### TASK MATERIAL
□ □ □
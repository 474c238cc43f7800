//! Position, Euler rotation and scale with a memoized 4×4 matrix.
//!
//! The matrix is composed as **translate → rotate → scale**, with the rotation
//! applied as yaw (Y), then pitch (X), then roll (Z):
//!
//! ```text
//! M = T(position) · Ry(yaw) · Rx(pitch) · Rz(roll) · S(scale)
//! ```
//!
//! Basis vectors are always read back out of that matrix, so `forward()`,
//! `right()` and `up()` agree with what the renderer sees.
//!
//! # Example
//!
//! ```
//! use stardrift::{Transform, Vec3};
//!
//! let mut transform = Transform::new();
//! transform.set_position(0.0, 2.0, -5.0);
//! transform.set_rotation(0.0, std::f32::consts::FRAC_PI_2, 0.0);
//!
//! let forward = transform.forward();
//! assert!(forward.abs_diff_eq(Vec3::NEG_X, 1e-5));
//! ```

use std::cell::Cell;

use glam::{EulerRot, Mat4, Quat, Vec3};

/// Placement of an entity or model in world space.
///
/// Setters always mark the cached matrix stale. The fields are public so
/// gameplay code can integrate positions in place; after writing a field
/// directly, call [`Transform::force_update`].
#[derive(Clone, Debug)]
pub struct Transform {
    /// World-space translation.
    pub position: Vec3,
    /// Per-axis scale factors.
    pub scale: Vec3,
    /// Euler angles in radians, stored as `(pitch, yaw, roll)`.
    pub rotation: Vec3,
    matrix: Cell<Mat4>,
    dirty: Cell<bool>,
}

impl Default for Transform {
    fn default() -> Self {
        Self {
            position: Vec3::ZERO,
            scale: Vec3::ONE,
            rotation: Vec3::ZERO,
            matrix: Cell::new(Mat4::IDENTITY),
            dirty: Cell::new(true),
        }
    }
}

impl Transform {
    pub fn new() -> Self {
        Self::default()
    }

    /// Creates a transform positioned at the given location.
    pub fn from_position(position: Vec3) -> Self {
        Self {
            position,
            ..Default::default()
        }
    }

    pub fn set_position(&mut self, x: f32, y: f32, z: f32) {
        self.position = Vec3::new(x, y, z);
        self.dirty.set(true);
    }

    pub fn set_scale(&mut self, x: f32, y: f32, z: f32) {
        self.scale = Vec3::new(x, y, z);
        self.dirty.set(true);
    }

    /// Sets the Euler angles in radians.
    pub fn set_rotation(&mut self, pitch: f32, yaw: f32, roll: f32) {
        self.rotation = Vec3::new(pitch, yaw, roll);
        self.dirty.set(true);
    }

    /// Sets the rotation from an axis and an angle in radians, converting it
    /// into the `(pitch, yaw, roll)` angles this transform stores.
    pub fn set_rotation_from_axis_angle(&mut self, axis: Vec3, angle: f32) {
        let quat = Quat::from_axis_angle(axis.normalize_or_zero(), angle);
        let (yaw, pitch, roll) = quat.to_euler(EulerRot::YXZ);
        self.set_rotation(pitch, yaw, roll);
    }

    /// Marks the cached matrix stale without changing any value.
    ///
    /// Needed after mutating `position`, `scale` or `rotation` directly.
    pub fn force_update(&mut self) {
        self.dirty.set(true);
    }

    /// Returns true if the next [`Transform::matrix`] call will recompute.
    pub fn is_dirty(&self) -> bool {
        self.dirty.get()
    }

    /// Returns the model matrix, recomputing it only if a value changed.
    pub fn matrix(&self) -> Mat4 {
        if self.dirty.get() {
            let rotation = Quat::from_euler(
                EulerRot::YXZ,
                self.rotation.y,
                self.rotation.x,
                self.rotation.z,
            );
            self.matrix.set(Mat4::from_scale_rotation_translation(
                self.scale,
                rotation,
                self.position,
            ));
            self.dirty.set(false);
        }
        self.matrix.get()
    }

    /// Facing direction: the negated third basis column.
    pub fn forward(&self) -> Vec3 {
        (-self.matrix().z_axis.truncate()).normalize_or_zero()
    }

    pub fn right(&self) -> Vec3 {
        self.matrix().x_axis.truncate().normalize_or_zero()
    }

    pub fn up(&self) -> Vec3 {
        self.matrix().y_axis.truncate().normalize_or_zero()
    }
}
//! Frame loop: entities, the camera and the render pass.
//!
//! Each [`Stage::tick`] runs strictly in this order:
//!
//! 1. every entity's [`Entity::update`] (entities may move the camera),
//! 2. dead entities are dropped,
//! 3. the camera runs its controller (free-fly in debug mode, scripted
//!    otherwise) and rebuilds its matrices,
//! 4. the camera and elapsed time are bound to the shader,
//! 5. every entity's [`Entity::render`].
//!
//! Rendering never observes a half-updated frame.

use glam::Vec2;

use crate::camera::{Camera, CameraMode};
use crate::input::InputState;
use crate::render::{RenderBackend, ShaderProgram, uniforms};

/// What an entity may touch while updating.
pub struct UpdateContext<'a> {
    pub camera: &'a mut Camera,
    pub input: &'a dyn InputState,
    pub debug_mode: bool,
    /// Seconds since the stage started.
    pub time: f32,
}

/// What an entity may touch while rendering.
pub struct RenderContext<'a, S, B> {
    pub shader: &'a mut S,
    pub backend: &'a mut B,
    pub camera: &'a Camera,
}

/// A thing living on the stage.
pub trait Entity<S, B> {
    /// Called once when the entity is added.
    fn wakeup(&mut self, _ctx: &mut UpdateContext<'_>) {}

    /// Advances the entity by `dt` seconds.
    fn update(&mut self, _ctx: &mut UpdateContext<'_>, _dt: f32) {}

    fn render(&self, _ctx: &mut RenderContext<'_, S, B>) {}

    /// Entities returning false are removed after the update phase.
    fn is_alive(&self) -> bool {
        true
    }
}

/// Owns the entities, the camera and the rendering capabilities.
pub struct Stage<S, B> {
    pub camera: Camera,
    pub shader: S,
    pub backend: B,
    /// Free-fly camera; entities can read this to pause their own controls.
    pub debug_mode: bool,
    entities: Vec<Box<dyn Entity<S, B>>>,
    time: f32,
}

impl<S: ShaderProgram, B: RenderBackend> Stage<S, B> {
    pub fn new(camera: Camera, shader: S, backend: B) -> Self {
        Self {
            camera,
            shader,
            backend,
            debug_mode: false,
            entities: Vec::new(),
            time: 0.0,
        }
    }

    /// Adds an entity and wakes it up.
    pub fn add_entity(&mut self, mut entity: Box<dyn Entity<S, B>>, input: &dyn InputState) {
        let mut ctx = UpdateContext {
            camera: &mut self.camera,
            input,
            debug_mode: self.debug_mode,
            time: self.time,
        };
        entity.wakeup(&mut ctx);
        self.entities.push(entity);
    }

    pub fn entity_count(&self) -> usize {
        self.entities.len()
    }

    /// Seconds accumulated over all ticks.
    pub fn time(&self) -> f32 {
        self.time
    }

    pub fn toggle_debug_mode(&mut self) {
        self.debug_mode = !self.debug_mode;
        log::info!(
            "[stage] debug camera {}",
            if self.debug_mode { "on" } else { "off" }
        );
    }

    /// Runs one frame: update phase, camera, then render phase.
    pub fn tick(&mut self, input: &dyn InputState, dt: f32, viewport: Vec2) {
        self.time += dt;

        let mut ctx = UpdateContext {
            camera: &mut self.camera,
            input,
            debug_mode: self.debug_mode,
            time: self.time,
        };
        for entity in &mut self.entities {
            entity.update(&mut ctx, dt);
        }
        self.entities.retain(|entity| entity.is_alive());

        self.camera.mode = if self.debug_mode {
            CameraMode::FreeFly
        } else {
            CameraMode::Scripted
        };
        self.camera.frame(input, dt, viewport);

        self.camera.bind(&mut self.shader);
        self.shader.upload_f32(uniforms::TIME, self.time);

        let mut ctx = RenderContext {
            shader: &mut self.shader,
            backend: &mut self.backend,
            camera: &self.camera,
        };
        for entity in &self.entities {
            entity.render(&mut ctx);
        }
    }
}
□ □ □
### TASK OBJECTIVE
Output the full set of entries exactly as they were given.

### SOLUTION TO THIS PROBLEM
repository 474c238cc43f7800
//! Position, Euler rotation and scale with a memoized 4×4 matrix.
//!
//! The matrix is composed as **translate → rotate → scale**, with the rotation
//! applied as yaw (Y), then pitch (X), then roll (Z):
//!
//! ```text
//! M = T(position) · Ry(yaw) · Rx(pitch) · Rz(roll) · S(scale)
//! ```
//!
//! Basis vectors are always read back out of that matrix, so `forward()`,
//! `right()` and `up()` agree with what the renderer sees.
//!
//! # Example
//!
//! ```
//! use stardrift::{Transform, Vec3};
//!
//! let mut transform = Transform::new();
//! transform.set_position(0.0, 2.0, -5.0);
//! transform.set_rotation(0.0, std::f32::consts::FRAC_PI_2, 0.0);
//!
//! let forward = transform.forward();
//! assert!(forward.abs_diff_eq(Vec3::NEG_X, 1e-5));
//! ```

use std::cell::Cell;

use glam::{EulerRot, Mat4, Quat, Vec3};

/// Placement of an entity or model in world space.
///
/// Setters always mark the cached matrix stale. The fields are public so
/// gameplay code can integrate positions in place; after writing a field
/// directly, call [`Transform::force_update`].
#[derive(Clone, Debug)]
pub struct Transform {
    /// World-space translation.
    pub position: Vec3,
    /// Per-axis scale factors.
    pub scale: Vec3,
    /// Euler angles in radians, stored as `(pitch, yaw, roll)`.
    pub rotation: Vec3,
    matrix: Cell<Mat4>,
    dirty: Cell<bool>,
}

impl Default for Transform {
    fn default() -> Self {
        Self {
            position: Vec3::ZERO,
            scale: Vec3::ONE,
            rotation: Vec3::ZERO,
            matrix: Cell::new(Mat4::IDENTITY),
            dirty: Cell::new(true),
        }
    }
}

impl Transform {
    pub fn new() -> Self {
        Self::default()
    }

    /// Creates a transform positioned at the given location.
    pub fn from_position(position: Vec3) -> Self {
        Self {
            position,
            ..Default::default()
        }
    }

    pub fn set_position(&mut self, x: f32, y: f32, z: f32) {
        self.position = Vec3::new(x, y, z);
        self.dirty.set(true);
    }

    pub fn set_scale(&mut self, x: f32, y: f32, z: f32) {
        self.scale = Vec3::new(x, y, z);
        self.dirty.set(true);
    }

    /// Sets the Euler angles in radians.
    pub fn set_rotation(&mut self, pitch: f32, yaw: f32, roll: f32) {
        self.rotation = Vec3::new(pitch, yaw, roll);
        self.dirty.set(true);
    }

    /// Sets the rotation from an axis and an angle in radians, converting it
    /// into the `(pitch, yaw, roll)` angles this transform stores.
    pub fn set_rotation_from_axis_angle(&mut self, axis: Vec3, angle: f32) {
        let quat = Quat::from_axis_angle(axis.normalize_or_zero(), angle);
        let (yaw, pitch, roll) = quat.to_euler(EulerRot::YXZ);
        self.set_rotation(pitch, yaw, roll);
    }

    /// Marks the cached matrix stale without changing any value.
    ///
    /// Needed after mutating `position`, `scale` or `rotation` directly.
    pub fn force_update(&mut self) {
        self.dirty.set(true);
    }

    /// Returns true if the next [`Transform::matrix`] call will recompute.
    pub fn is_dirty(&self) -> bool {
        self.dirty.get()
    }

    /// Returns the model matrix, recomputing it only if a value changed.
    pub fn matrix(&self) -> Mat4 {
        if self.dirty.get() {
            let rotation = Quat::from_euler(
                EulerRot::YXZ,
                self.rotation.y,
                self.rotation.x,
                self.rotation.z,
            );
            self.matrix.set(Mat4::from_scale_rotation_translation(
                self.scale,
                rotation,
                self.position,
            ));
            self.dirty.set(false);
        }
        self.matrix.get()
    }

    /// Facing direction: the negated third basis column.
    pub fn forward(&self) -> Vec3 {
        (-self.matrix().z_axis.truncate()).normalize_or_zero()
    }

    pub fn right(&self) -> Vec3 {
        self.matrix().x_axis.truncate().normalize_or_zero()
    }

    pub fn up(&self) -> Vec3 {
        self.matrix().y_axis.truncate().normalize_or_zero()
    }
}
//! Frame loop: entities, the camera and the render pass.
//!
//! Each [`Stage::tick`] runs strictly in this order:
//!
//! 1. every entity's [`Entity::update`] (entities may move the camera),
//! 2. dead entities are dropped,
//! 3. the camera runs its controller (free-fly in debug mode, scripted
//!    otherwise) and rebuilds its matrices,
//! 4. the camera and elapsed time are bound to the shader,
//! 5. every entity's [`Entity::render`].
//!
//! Rendering never observes a half-updated frame.

use glam::Vec2;

use crate::camera::{Camera, CameraMode};
use crate::input::InputState;
use crate::render::{RenderBackend, ShaderProgram, uniforms};

/// What an entity may touch while updating.
pub struct UpdateContext<'a> {
    pub camera: &'a mut Camera,
    pub input: &'a dyn InputState,
    pub debug_mode: bool,
    /// Seconds since the stage started.
    pub time: f32,
}

/// What an entity may touch while rendering.
pub struct RenderContext<'a, S, B> {
    pub shader: &'a mut S,
    pub backend: &'a mut B,
    pub camera: &'a Camera,
}

/// A thing living on the stage.
pub trait Entity<S, B> {
    /// Called once when the entity is added.
    fn wakeup(&mut self, _ctx: &mut UpdateContext<'_>) {}

    /// Advances the entity by `dt` seconds.
    fn update(&mut self, _ctx: &mut UpdateContext<'_>, _dt: f32) {}

    fn render(&self, _ctx: &mut RenderContext<'_, S, B>) {}

    /// Entities returning false are removed after the update phase.
    fn is_alive(&self) -> bool {
        true
    }
}

/// Owns the entities, the camera and the rendering capabilities.
pub struct Stage<S, B> {
    pub camera: Camera,
    pub shader: S,
    pub backend: B,
    /// Free-fly camera; entities can read this to pause their own controls.
    pub debug_mode: bool,
    entities: Vec<Box<dyn Entity<S, B>>>,
    time: f32,
}

impl<S: ShaderProgram, B: RenderBackend> Stage<S, B> {
    pub fn new(camera: Camera, shader: S, backend: B) -> Self {
        Self {
            camera,
            shader,
            backend,
            debug_mode: false,
            entities: Vec::new(),
            time: 0.0,
        }
    }

    /// Adds an entity and wakes it up.
    pub fn add_entity(&mut self, mut entity: Box<dyn Entity<S, B>>, input: &dyn InputState) {
        let mut ctx = UpdateContext {
            camera: &mut self.camera,
            input,
            debug_mode: self.debug_mode,
            time: self.time,
        };
        entity.wakeup(&mut ctx);
        self.entities.push(entity);
    }

    pub fn entity_count(&self) -> usize {
        self.entities.len()
    }

    /// Seconds accumulated over all ticks.
    pub fn time(&self) -> f32 {
        self.time
    }

    pub fn toggle_debug_mode(&mut self) {
        self.debug_mode = !self.debug_mode;
        log::info!(
            "[stage] debug camera {}",
            if self.debug_mode { "on" } else { "off" }
        );
    }

    /// Runs one frame: update phase, camera, then render phase.
    pub fn tick(&mut self, input: &dyn InputState, dt: f32, viewport: Vec2) {
        self.time += dt;

        let mut ctx = UpdateContext {
            camera: &mut self.camera,
            input,
            debug_mode: self.debug_mode,
            time: self.time,
        };
        for entity in &mut self.entities {
            entity.update(&mut ctx, dt);
        }
        self.entities.retain(|entity| entity.is_alive());

        self.camera.mode = if self.debug_mode {
            CameraMode::FreeFly
        } else {
            CameraMode::Scripted
        };
        self.camera.frame(input, dt, viewport);

        self.camera.bind(&mut self.shader);
        self.shader.upload_f32(uniforms::TIME, self.time);

        let mut ctx = RenderContext {
            shader: &mut self.shader,
            backend: &mut self.backend,
            camera: &self.camera,
        };
        for entity in &self.entities {
            entity.render(&mut ctx);
        }
    }
}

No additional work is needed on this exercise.